Gujarat State Fertilizers & Chemicals is well regarded as a leading fertilisers and industrial chemical products manufacturer. Recent developments in the fertilisers space will prove to be greatly benefi cial for the company and for investors in the counter, says Prabhat Anantharaman.

KEY POINTS:

  • The Nutrient Based Subsidy Scheme (NBS) for complex fertilisers has not only helped in encouraging the use of complex nutrients, but has also helped to power efficient players with the ability to price their products at a global level and exercise total control on their revenues and profitability..
  • Over the past 50 years, GSFC has stemmed its position as a market leader in caprolactam, AS and melamine, and it is the second largest manufacturer of  DAP in the country, contributing nearly 10 per cent to the total demand.
  • GSFC would be a direct beneficiary of the agricultural reforms and custom duty cuts proposed in the Union Budget 2012, having chalked out a robust capex plan to expand its business activities by setting up new capacities for its DAP, urea and phosphoric acid production.
  • In light of the recent fall seen in the international prices of essential feedstock, the company’s financial fortunes are expected to improve as the benefits of  TIFERT commissioning and modernisation at the caprolactam plant help reduce cost pressures.

Investors had always been very skeptical  about the fertilisers space, citing government intervention and regulations as some of the principle negative factors affecting the growth of companies in this sector. However, this has pretty much changed over a period of time.

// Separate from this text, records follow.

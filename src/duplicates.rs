//! Detection of copy-named duplicates such as `report(1).txt` or
//! `photo(2nd copy).jpg`.
//!
//! Patterns are tried against the base name in a fixed order and the first
//! one that matches decides the outcome. Stripping the matched tag gives the
//! presumed original. If that original is in the same listing the file is a
//! [`Duplicate`]; otherwise it is an [`Orphan`], which may be renamed but is
//! never deleted.

use regex::{Captures, Regex};
use std::collections::HashSet;
use std::fmt;
use std::path::{Path, PathBuf};

/// The naming pattern that identified a file as a copy.
#[derive(Debug, Clone, Copy, PartialEq, Eq, Hash)]
pub enum PatternKind {
    /// `name(copy).ext`
    Copy,
    /// `name(Copy).ext`
    CapitalCopy,
    /// `name(3).ext`
    Counter,
    /// `name(21st copy).ext`
    OrdinalSt,
    /// `name(22nd copy).ext`
    OrdinalNd,
    /// `name(23rd copy).ext`
    OrdinalRd,
    /// `name(11th copy).ext`
    OrdinalTh,
}

impl fmt::Display for PatternKind {
    fn fmt(&self, f: &mut fmt::Formatter<'_>) -> fmt::Result {
        let label = match self {
            PatternKind::Copy => "(copy)",
            PatternKind::CapitalCopy => "(Copy)",
            PatternKind::Counter => "(N)",
            PatternKind::OrdinalSt => "(Nst copy)",
            PatternKind::OrdinalNd => "(Nnd copy)",
            PatternKind::OrdinalRd => "(Nrd copy)",
            PatternKind::OrdinalTh => "(Nth copy)",
        };
        f.write_str(label)
    }
}

/// A copy whose original is present in the same listing.
#[derive(Debug, Clone, PartialEq, Eq)]
pub struct Duplicate {
    pub path: PathBuf,
    pub original: PathBuf,
    pub pattern: PatternKind,
}

/// A copy-named file with no original next to it.
#[derive(Debug, Clone, PartialEq, Eq)]
pub struct Orphan {
    pub path: PathBuf,
    pub pattern: PatternKind,
    /// Where the file would go once the tag is stripped.
    pub stripped: PathBuf,
}

/// Outcome of [`DuplicateMatcher::find_duplicates`].
#[derive(Debug, Default, Clone, PartialEq, Eq)]
pub struct DuplicateReport {
    pub duplicates: Vec<Duplicate>,
    pub orphans: Vec<Orphan>,
}

impl DuplicateReport {
    pub fn is_empty(&self) -> bool {
        self.duplicates.is_empty() && self.orphans.is_empty()
    }
}

/// Returns the English ordinal suffix for `n`.
///
/// 11, 12 and 13 (and 111, 212, ...) take `th`; otherwise the last digit
/// decides.
pub fn ordinal_suffix(n: u64) -> &'static str {
    if (11..=13).contains(&(n % 100)) {
        return "th";
    }
    match n % 10 {
        1 => "st",
        2 => "nd",
        3 => "rd",
        _ => "th",
    }
}

struct DuplicatePattern {
    kind: PatternKind,
    /// The `tag` group is the part removed when stripping.
    regex: Regex,
    /// Extra check on the captures, used for ordinal suffixes.
    accepts: fn(&Captures<'_>) -> bool,
}

impl DuplicatePattern {
    /// Removes the leftmost tag the validator accepts.
    fn strip(&self, file_name: &str) -> Option<String> {
        let tag = self
            .regex
            .captures_iter(file_name)
            .find(|caps| (self.accepts)(caps))?
            .name("tag")?;
        Some(join_around(&file_name[..tag.start()], &file_name[tag.end()..]))
    }
}

fn always(_: &Captures<'_>) -> bool {
    true
}

fn ordinal_is(caps: &Captures<'_>, suffix: &str) -> bool {
    caps.name("n")
        .and_then(|n| n.as_str().parse::<u64>().ok())
        .is_some_and(|n| ordinal_suffix(n) == suffix)
}

fn ordinal_st(caps: &Captures<'_>) -> bool {
    ordinal_is(caps, "st")
}

fn ordinal_nd(caps: &Captures<'_>) -> bool {
    ordinal_is(caps, "nd")
}

fn ordinal_rd(caps: &Captures<'_>) -> bool {
    ordinal_is(caps, "rd")
}

fn ordinal_th(caps: &Captures<'_>) -> bool {
    ordinal_is(caps, "th")
}

/// Ordered set of copy-naming patterns.
pub struct DuplicateMatcher {
    patterns: Vec<DuplicatePattern>,
}

impl DuplicateMatcher {
    pub fn new() -> Self {
        let table: [(PatternKind, &str, fn(&Captures<'_>) -> bool); 7] = [
            (PatternKind::Copy, r"(?P<tag>\(copy\))\.\w+$", always),
            (PatternKind::CapitalCopy, r"(?P<tag>\(Copy\))\.\w+$", always),
            (PatternKind::Counter, r"(?P<tag>\(\d+\))", always),
            (PatternKind::OrdinalSt, r"(?P<tag>\((?P<n>\d+)st copy\))", ordinal_st),
            (PatternKind::OrdinalNd, r"(?P<tag>\((?P<n>\d+)nd copy\))", ordinal_nd),
            (PatternKind::OrdinalRd, r"(?P<tag>\((?P<n>\d+)rd copy\))", ordinal_rd),
            (PatternKind::OrdinalTh, r"(?P<tag>\((?P<n>\d+)th copy\))", ordinal_th),
        ];
        let patterns = table
            .into_iter()
            .map(|(kind, source, accepts)| DuplicatePattern {
                kind,
                regex: Regex::new(source).expect("duplicate patterns are valid literals"),
                accepts,
            })
            .collect();
        Self { patterns }
    }

    /// Returns the first pattern that matches `file_name` and the name with
    /// its tag removed.
    ///
    /// # Examples
    ///
    /// ```
    /// use packrat::duplicates::{DuplicateMatcher, PatternKind};
    ///
    /// let matcher = DuplicateMatcher::new();
    /// assert_eq!(
    ///     matcher.match_name("report (2).txt"),
    ///     Some((PatternKind::Counter, "report.txt".to_string()))
    /// );
    /// assert_eq!(matcher.match_name("file(11st copy).txt"), None);
    /// ```
    pub fn match_name(&self, file_name: &str) -> Option<(PatternKind, String)> {
        self.patterns
            .iter()
            .find_map(|pattern| Some((pattern.kind, pattern.strip(file_name)?)))
    }

    /// Strips the tag of `kind` from `file_name`, if that pattern matches.
    pub fn strip(&self, file_name: &str, kind: PatternKind) -> Option<String> {
        self.patterns
            .iter()
            .find(|p| p.kind == kind)?
            .strip(file_name)
    }

    /// Splits `paths` into duplicates with an original and orphans.
    ///
    /// Every path yields at most one finding, from the first pattern that
    /// matches its base name. Paths that match nothing are left out.
    pub fn find_duplicates(&self, paths: &[PathBuf]) -> DuplicateReport {
        let listing: HashSet<&Path> = paths.iter().map(PathBuf::as_path).collect();
        let mut report = DuplicateReport::default();

        for path in paths {
            let Some(file_name) = path.file_name().map(|n| n.to_string_lossy()) else {
                continue;
            };
            let Some((pattern, stripped_name)) = self.match_name(&file_name) else {
                continue;
            };
            if stripped_name.is_empty() {
                continue;
            }
            let stripped = path.with_file_name(&stripped_name);

            if stripped != *path && listing.contains(stripped.as_path()) {
                tracing::debug!(
                    duplicate = %file_name,
                    original = %stripped_name,
                    %pattern,
                    "duplicate found"
                );
                report.duplicates.push(Duplicate {
                    path: path.clone(),
                    original: stripped,
                    pattern,
                });
            } else {
                tracing::debug!(orphan = %file_name, %pattern, "orphaned duplicate found");
                report.orphans.push(Orphan {
                    path: path.clone(),
                    pattern,
                    stripped,
                });
            }
        }

        tracing::debug!(
            duplicates = report.duplicates.len(),
            orphans = report.orphans.len(),
            "duplicate scan complete"
        );
        report
    }
}

impl Default for DuplicateMatcher {
    fn default() -> Self {
        Self::new()
    }
}

/// Joins the text around a removed tag, collapsing the whitespace it leaves.
fn join_around(before: &str, after: &str) -> String {
    let before = before.trim_end();
    let trimmed_after = after.trim_start();
    if before.is_empty()
        || trimmed_after.len() == after.len()
        || trimmed_after.is_empty()
        || trimmed_after.starts_with('.')
    {
        format!("{}{}", before, trimmed_after)
    } else {
        format!("{} {}", before, trimmed_after)
    }
}
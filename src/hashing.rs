//! Streaming SHA-256 content hashes used to verify extracted files.

use sha2::{Digest, Sha256};
use std::fs::File;
use std::io::{self, Read, Write};
use std::path::Path;

/// Read buffer size for hashing.
const CHUNK_SIZE: usize = 64 * 1024;

/// Lower-case hex SHA-256 digest of a file's content.
pub type ContentHash = String;

/// Hashes everything `reader` yields.
pub fn hash_reader<R: Read>(reader: &mut R) -> io::Result<ContentHash> {
    copy_and_hash(reader, &mut io::sink())
}

/// Hashes the file at `path`.
pub fn hash_file(path: &Path) -> io::Result<ContentHash> {
    let mut file = File::open(path)?;
    hash_reader(&mut file)
}

/// Copies `reader` into `writer` and returns the hash of the bytes copied.
///
/// The hash describes the source stream, not what reached the writer, so a
/// later [`hash_file`] on the destination is an independent check.
pub fn copy_and_hash<R: Read, W: Write>(reader: &mut R, writer: &mut W) -> io::Result<ContentHash> {
    let mut hasher = Sha256::new();
    let mut buffer = vec![0u8; CHUNK_SIZE];
    loop {
        let bytes_read = match reader.read(&mut buffer) {
            Ok(0) => break,
            Ok(n) => n,
            Err(e) if e.kind() == io::ErrorKind::Interrupted => continue,
            Err(e) => return Err(e),
        };
        hasher.update(&buffer[..bytes_read]);
        writer.write_all(&buffer[..bytes_read])?;
    }
    writer.flush()?;
    Ok(hex::encode(hasher.finalize()))
}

The Nutrient Based Subsidy Scheme (NBS) for complex fertilisers introduced in April 2010 proved to be a game changer for the industry. Under the NBS, the government decided to provide subsidies on complex fertilisers based on the amount of nutrients contained in the fertiliser sold. This not only helped in encouraging the use of complex nutrients, but has also enabled manufacturers to decide the selling prices of fertilisers and helped power efficient players with the ability to price their products at a global level and exercise total control on their revenues and profitability.

A good number of multi-baggers have emerged from this space over the past couple of years. One such stock is Gujarat State Fertilizers and Chemicals (GSFC). Since the announcement of the NBS, the scrip has yielded returns of more than 100 per cent on the bourses, while the BSE 500 was down four per cent over the same period. This robust performance of the stock has also been backed by a strong fundamental show and a consistent dividend paying history since 2005, with the latest dividend yield working out at two per cent.

Going forward, there are certain compelling factors that, we believe, would work in favour of this company and help it to continue to create wealth for its shareholders as it has done in the past. Before we dig further into the company’s growth prospects though, let us briefly glance through its business.

The Core Of Its Existence

GSFC, as its name suggests, is engaged in the manufacture of fertilisers as well as industrial chemical products. The fertilisers segment includes urea, ammonium sulphate (AS), diammonium phosphate (DAP), ammonium phosphate sulphate (APS) and other NPK nutrients. The industrial chemicals segment comprises caprolactam, nylon-6, nylon filament yarn, melamine and other polymer products. Over the past 50 years, the company has stemmed its position as a market leader in caprolactam, AS and melamine, and it is the second largest manufacturer of DAP in the country, contributing nearly 10 per cent to the total demand.

In terms of the revenue stream, GSFC generates 65 per cent of its revenues from the fertilisers segment, while 35 per cent is contributed by industrial chemicals. The company has positioned itself as a dual player, giving it the ability to not only propel further upwards at a faster clip, but also to provide itself with protection against a slowdown in any of its business segments.